> [TASK DIRECTIONS]
Go through the lines below and count those that contain "order"; the number is all that should be returned.

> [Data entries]

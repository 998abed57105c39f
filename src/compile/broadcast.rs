//! Case broadcasting and shape validation for a single state.
//!
//! A state's case count N comes from its vector attributes. Conditions,
//! attributes and targets of length one are replicated to N; anything else
//! must already have N entries.

use super::error::CompileError;
use crate::core::{Signal, StateOutput, TransitionRule, ALWAYS};

/// One aligned case of a state.
#[derive(Clone, Debug, PartialEq)]
pub struct Row<'a> {
    pub condition: &'a str,
    /// Driven signals in canonical order.
    pub assignments: Vec<(Signal, &'a str)>,
    /// `None` for a terminal state without a rule.
    pub target: Option<&'a str>,
}

impl<'a> Row<'a> {
    pub fn is_unconditional(&self) -> bool {
        self.condition == ALWAYS
    }

    pub fn value(&self, signal: Signal) -> Option<&'a str> {
        self.assignments
            .iter()
            .find(|(s, _)| *s == signal)
            .map(|(_, value)| *value)
    }
}

/// Determine the case count N of a state.
///
/// N is the length of the first vector attribute in canonical order, or 1
/// when every attribute is a singleton. Every other vector attribute must
/// agree.
pub fn case_count(state: &str, output: &StateOutput) -> Result<usize, CompileError> {
    let mut vectors = output.present().filter(|(_, cases)| cases.is_vector());

    let Some((_, first)) = vectors.next() else {
        return Ok(1);
    };
    let expected = first.len();

    for (signal, cases) in vectors {
        if cases.len() != expected {
            return Err(CompileError::AttributeLength {
                state: state.to_string(),
                signal,
                expected,
                found: cases.len(),
            });
        }
    }

    Ok(expected)
}

/// Broadcast a state's output and rule into N aligned rows.
pub fn expand<'a>(
    state: &str,
    output: &'a StateOutput,
    rule: Option<&'a TransitionRule>,
) -> Result<Vec<Row<'a>>, CompileError> {
    let n = case_count(state, output)?;

    let conditions: Vec<&'a str> = match rule {
        Some(rule) => rule
            .conditions()
            .broadcast(n)
            .ok_or_else(|| CompileError::ConditionLength {
                state: state.to_string(),
                expected: n,
                found: rule.conditions().len(),
            })?,
        None => vec![ALWAYS; n],
    };

    let mut columns: Vec<(Signal, Vec<&'a str>)> = Vec::new();
    for (signal, cases) in output.present() {
        let column = cases
            .broadcast(n)
            .ok_or_else(|| CompileError::AttributeLength {
                state: state.to_string(),
                signal,
                expected: n,
                found: cases.len(),
            })?;
        columns.push((signal, column));
    }

    let targets: Vec<Option<&'a str>> = match rule {
        Some(rule) => rule
            .targets()
            .broadcast(n)
            .ok_or_else(|| CompileError::TargetLength {
                state: state.to_string(),
                expected: n,
                found: rule.targets().len(),
            })?
            .into_iter()
            .map(Some)
            .collect(),
        None => vec![None; n],
    };

    let rows = conditions
        .into_iter()
        .zip(targets)
        .enumerate()
        .map(|(i, (condition, target))| Row {
            condition,
            assignments: columns
                .iter()
                .map(|(signal, values)| (*signal, values[i]))
                .collect(),
            target,
        })
        .collect();

    Ok(rows)
}
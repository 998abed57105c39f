//! Compilation errors.

use crate::core::Signal;
use thiserror::Error;

/// Shape errors found while broadcasting a state's cases.
///
/// Any of these aborts compilation of the whole machine.
#[derive(Debug, Clone, Error, PartialEq)]
pub enum CompileError {
    #[error("State '{state}': attribute '{signal}' has {found} cases, expected {expected}")]
    AttributeLength {
        state: String,
        signal: Signal,
        expected: usize,
        found: usize,
    },

    #[error("State '{state}': transition rule has {found} conditions, expected {expected}")]
    ConditionLength {
        state: String,
        expected: usize,
        found: usize,
    },

    #[error("State '{state}': transition rule has {found} targets, expected {expected}")]
    TargetLength {
        state: String,
        expected: usize,
        found: usize,
    },
}

impl CompileError {
    /// Name of the state that failed.
    pub fn state(&self) -> &str {
        match self {
            Self::AttributeLength { state, .. }
            | Self::ConditionLength { state, .. }
            | Self::TargetLength { state, .. } => state,
        }
    }
}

> [SOLVED PROBLEM]
2